_Exercise prompt_:
Return each line of the listing that has the word "items" in it.

_Records shown_:
=======
//! Pre-apply plan checks: immutable attributes and force-replace detection.
//!
//! A rejection is a value, not a failure of the check itself. Callers collect
//! violations and surface them before any mutating action.
use std::collections::BTreeMap;

use serde::{Deserialize, Serialize};

use crate::path::AttributePath;
use crate::schema::{AttributeSchema, NestedAttributes, NestingMode, ResourceSchema};
use crate::value::{AttributeType, AttributeValue};

pub const IMMUTABLE_SUMMARY: &str = "Immutable Attribute Cannot Be Changed";

#[derive(Debug, Clone, Copy, PartialEq, Eq, Hash, Serialize, Deserialize)]
#[serde(rename_all = "snake_case")]
pub enum ImmutableKind {
    String,
    Int64,
    Float64,
    Bool,
    List,
    Set,
    Map,
}

impl ImmutableKind {
    pub fn for_type(ty: &AttributeType) -> Option<Self> {
        Some(match ty {
            AttributeType::String => ImmutableKind::String,
            AttributeType::Int64 => ImmutableKind::Int64,
            AttributeType::Float64 => ImmutableKind::Float64,
            AttributeType::Bool => ImmutableKind::Bool,
            AttributeType::List(_) => ImmutableKind::List,
            AttributeType::Set(_) => ImmutableKind::Set,
            AttributeType::Map(_) => ImmutableKind::Map,
            _ => return None,
        })
    }

    /// Scalar kinds name both values in the rejection; containers only the path.
    pub fn renders_values(&self) -> bool {
        matches!(
            self,
            ImmutableKind::String
                | ImmutableKind::Int64
                | ImmutableKind::Float64
                | ImmutableKind::Bool
        )
    }
}

/// Where a guarded attribute stands, derived from the request.
#[derive(Debug, Clone, Copy, PartialEq, Eq)]
pub enum Phase {
    Create,
    Destroy,
    UpdateNoOp,
    UpdateUnknown,
    UpdateChanged,
}

/// One attribute's view of a planned change.
#[derive(Debug, Clone)]
pub struct PlanModifyRequest<'a> {
    pub path: AttributePath,
    /// Prior state exists for the resource.
    pub state_exists: bool,
    /// A plan exists; false while destroying.
    pub plan_exists: bool,
    pub state_value: &'a AttributeValue,
    pub plan_value: &'a AttributeValue,
    pub config_value: &'a AttributeValue,
}

impl PlanModifyRequest<'_> {
    pub fn phase(&self) -> Phase {
        if !self.state_exists {
            return Phase::Create;
        }
        if self.plan_value.is_unknown() || self.config_value.is_unknown() {
            return Phase::UpdateUnknown;
        }
        if !self.plan_exists {
            return Phase::Destroy;
        }
        if self.plan_value == self.state_value {
            return Phase::UpdateNoOp;
        }
        Phase::UpdateChanged
    }
}

#[derive(Debug, Clone, PartialEq, Eq, thiserror::Error)]
#[error("{summary}: {detail}")]
pub struct ImmutableAttributeViolation {
    pub path: AttributePath,
    pub summary: String,
    pub detail: String,
    pub current: Option<String>,
    pub attempted: Option<String>,
}

#[derive(Debug, Clone, Copy, PartialEq, Eq)]
pub struct ImmutableModifier {
    pub kind: ImmutableKind,
}

impl ImmutableModifier {
    pub fn new(kind: ImmutableKind) -> Self {
        Self { kind }
    }

    pub fn description(&self) -> &'static str {
        "Prevents changes to this attribute after initial creation. Any attempt to modify will result in an error."
    }

    pub fn check(&self, req: &PlanModifyRequest<'_>) -> Result<(), ImmutableAttributeViolation> {
        if req.phase() != Phase::UpdateChanged {
            return Ok(());
        }
        let (current, attempted) = if self.kind.renders_values() {
            (Some(render(req.state_value)), Some(render(req.plan_value)))
        } else {
            (None, None)
        };
        let mut detail = format!(
            "The attribute '{}' is immutable and cannot be changed after resource creation.\n\n",
            req.path
        );
        if let (Some(current), Some(attempted)) = (&current, &attempted) {
            detail.push_str(&format!(
                "Current value: {current}\nAttempted new value: {attempted}\n\n"
            ));
        }
        detail.push_str("To use a different value, you must create a new resource.");
        Err(ImmutableAttributeViolation {
            path: req.path.clone(),
            summary: IMMUTABLE_SUMMARY.to_string(),
            detail,
            current,
            attempted,
        })
    }
}

fn render(value: &AttributeValue) -> String {
    match value {
        AttributeValue::Scalar(s) => s.to_string(),
        other => other.kind_name().to_string(),
    }
}

/// Whether a change to the attribute forces replacement.
pub fn requires_replace(req: &PlanModifyRequest<'_>) -> bool {
    req.phase() == Phase::UpdateChanged
}

// ------------------------------ Whole plans ------------------------------- //

#[derive(Debug, Clone, Default, PartialEq, Eq)]
pub struct PlanCheck {
    pub violations: Vec<ImmutableAttributeViolation>,
    /// Top-level attributes whose change forces replacement.
    pub requires_replace: Vec<String>,
}

impl PlanCheck {
    pub fn is_allowed(&self) -> bool {
        self.violations.is_empty()
    }
}

/// Run the immutable check for each named top-level attribute.
///
/// `None` and a root Null both mean "no such tree" (no state on create, no
/// plan on destroy).
pub fn check_immutable<'a>(
    attributes: impl IntoIterator<Item = (&'a str, ImmutableKind)>,
    state: Option<&AttributeValue>,
    plan: Option<&AttributeValue>,
    config: Option<&AttributeValue>,
) -> Vec<ImmutableAttributeViolation> {
    attributes
        .into_iter()
        .filter_map(|(name, kind)| {
            let req = request(name, state, plan, config);
            ImmutableModifier::new(kind).check(&req).err()
        })
        .collect()
}

/// Immutable and requires-replace modifiers of a resource schema, nested
/// attributes included.
///
/// Single nested objects are walked attribute by attribute, list elements by
/// plan index and map entries by plan key. Set elements have no stable
/// identity and are not walked.
pub fn guard_plan(
    schema: &ResourceSchema,
    state: Option<&AttributeValue>,
    plan: Option<&AttributeValue>,
    config: Option<&AttributeValue>,
) -> PlanCheck {
    let present = |tree: Option<&AttributeValue>| tree.is_some_and(|t| !t.is_null());
    let walk = Walk { state_exists: present(state), plan_exists: present(plan) };
    let mut check = PlanCheck::default();
    let level = Level {
        state: state.and_then(AttributeValue::attributes),
        plan: plan.and_then(AttributeValue::attributes),
        config: config.and_then(AttributeValue::attributes),
    };
    walk.attributes(schema.attributes(), level, &AttributePath::root(), &mut check);
    check
}

#[derive(Clone, Copy)]
struct Walk {
    state_exists: bool,
    plan_exists: bool,
}

/// Attribute maps of the three trees at one nesting level.
#[derive(Clone, Copy)]
struct Level<'a> {
    state: Option<&'a BTreeMap<String, AttributeValue>>,
    plan: Option<&'a BTreeMap<String, AttributeValue>>,
    config: Option<&'a BTreeMap<String, AttributeValue>>,
}

impl<'a> Level<'a> {
    fn of(state: &'a AttributeValue, plan: &'a AttributeValue, config: &'a AttributeValue) -> Self {
        Level { state: state.attributes(), plan: plan.attributes(), config: config.attributes() }
    }
}

fn list_element(tree: &AttributeValue, index: usize) -> Option<&BTreeMap<String, AttributeValue>> {
    match tree {
        AttributeValue::List { items, .. } => items.get(index).and_then(AttributeValue::attributes),
        _ => None,
    }
}

fn map_entry<'a>(
    tree: &'a AttributeValue,
    key: &str,
) -> Option<&'a BTreeMap<String, AttributeValue>> {
    match tree {
        AttributeValue::Map { entries, .. } => {
            entries.get(key).and_then(AttributeValue::attributes)
        }
        _ => None,
    }
}

fn lookup<'a>(
    attrs: Option<&'a BTreeMap<String, AttributeValue>>,
    name: &str,
) -> &'a AttributeValue {
    attrs.and_then(|a| a.get(name)).unwrap_or(&AttributeValue::Null)
}

impl Walk {
    fn attributes<'s>(
        self,
        schemas: impl IntoIterator<Item = (&'s String, &'s AttributeSchema)>,
        level: Level<'_>,
        at: &AttributePath,
        check: &mut PlanCheck,
    ) {
        for (name, schema) in schemas {
            let req = PlanModifyRequest {
                path: at.join_attribute(name.as_str()),
                state_exists: self.state_exists,
                plan_exists: self.plan_exists,
                state_value: lookup(level.state, name),
                plan_value: lookup(level.plan, name),
                config_value: lookup(level.config, name),
            };
            if let Some(kind) = schema.immutable_kind() {
                if let Err(violation) = ImmutableModifier::new(kind).check(&req) {
                    check.violations.push(violation);
                }
            }
            if schema.requires_replace() && requires_replace(&req) {
                check.requires_replace.push(req.path.to_string());
            }
            if let Some(nested) = &schema.nested {
                self.nested(nested, &req, check);
            }
        }
    }

    fn nested(self, nested: &NestedAttributes, req: &PlanModifyRequest<'_>, check: &mut PlanCheck) {
        let (state, plan, config) = (req.state_value, req.plan_value, req.config_value);
        match nested.mode {
            NestingMode::Single => {
                let level = Level::of(state, plan, config);
                self.attributes(&nested.attributes, level, &req.path, check);
            }
            NestingMode::List => {
                let AttributeValue::List { items, .. } = plan else { return };
                for (i, item) in items.iter().enumerate() {
                    let level = Level {
                        state: list_element(state, i),
                        plan: item.attributes(),
                        config: list_element(config, i),
                    };
                    self.attributes(&nested.attributes, level, &req.path.join_index(i), check);
                }
            }
            NestingMode::Map => {
                let AttributeValue::Map { entries, .. } = plan else { return };
                for (key, item) in entries {
                    let level = Level {
                        state: map_entry(state, key),
                        plan: item.attributes(),
                        config: map_entry(config, key),
                    };
                    let at = req.path.join_key(key.as_str());
                    self.attributes(&nested.attributes, level, &at, check);
                }
            }
            NestingMode::Set => {}
        }
    }
}

fn request<'a>(
    name: &str,
    state: Option<&'a AttributeValue>,
    plan: Option<&'a AttributeValue>,
    config: Option<&'a AttributeValue>,
) -> PlanModifyRequest<'a> {
    let present = |tree: Option<&AttributeValue>| tree.is_some_and(|t| !t.is_null());
    let attr = |tree: Option<&'a AttributeValue>| -> &'a AttributeValue {
        tree.and_then(|t| t.attribute(name)).unwrap_or(&AttributeValue::Null)
    };
    PlanModifyRequest {
        path: AttributePath::attribute(name),
        state_exists: present(state),
        plan_exists: present(plan),
        state_value: attr(state),
        plan_value: attr(plan),
        config_value: attr(config),
    }
}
=======
_Answer space_:
        AttributeValue::List { items, .. } => items.get(index).and_then(AttributeValue::attributes),
                let AttributeValue::List { items, .. } = plan else { return };
                for (i, item) in items.iter().enumerate() {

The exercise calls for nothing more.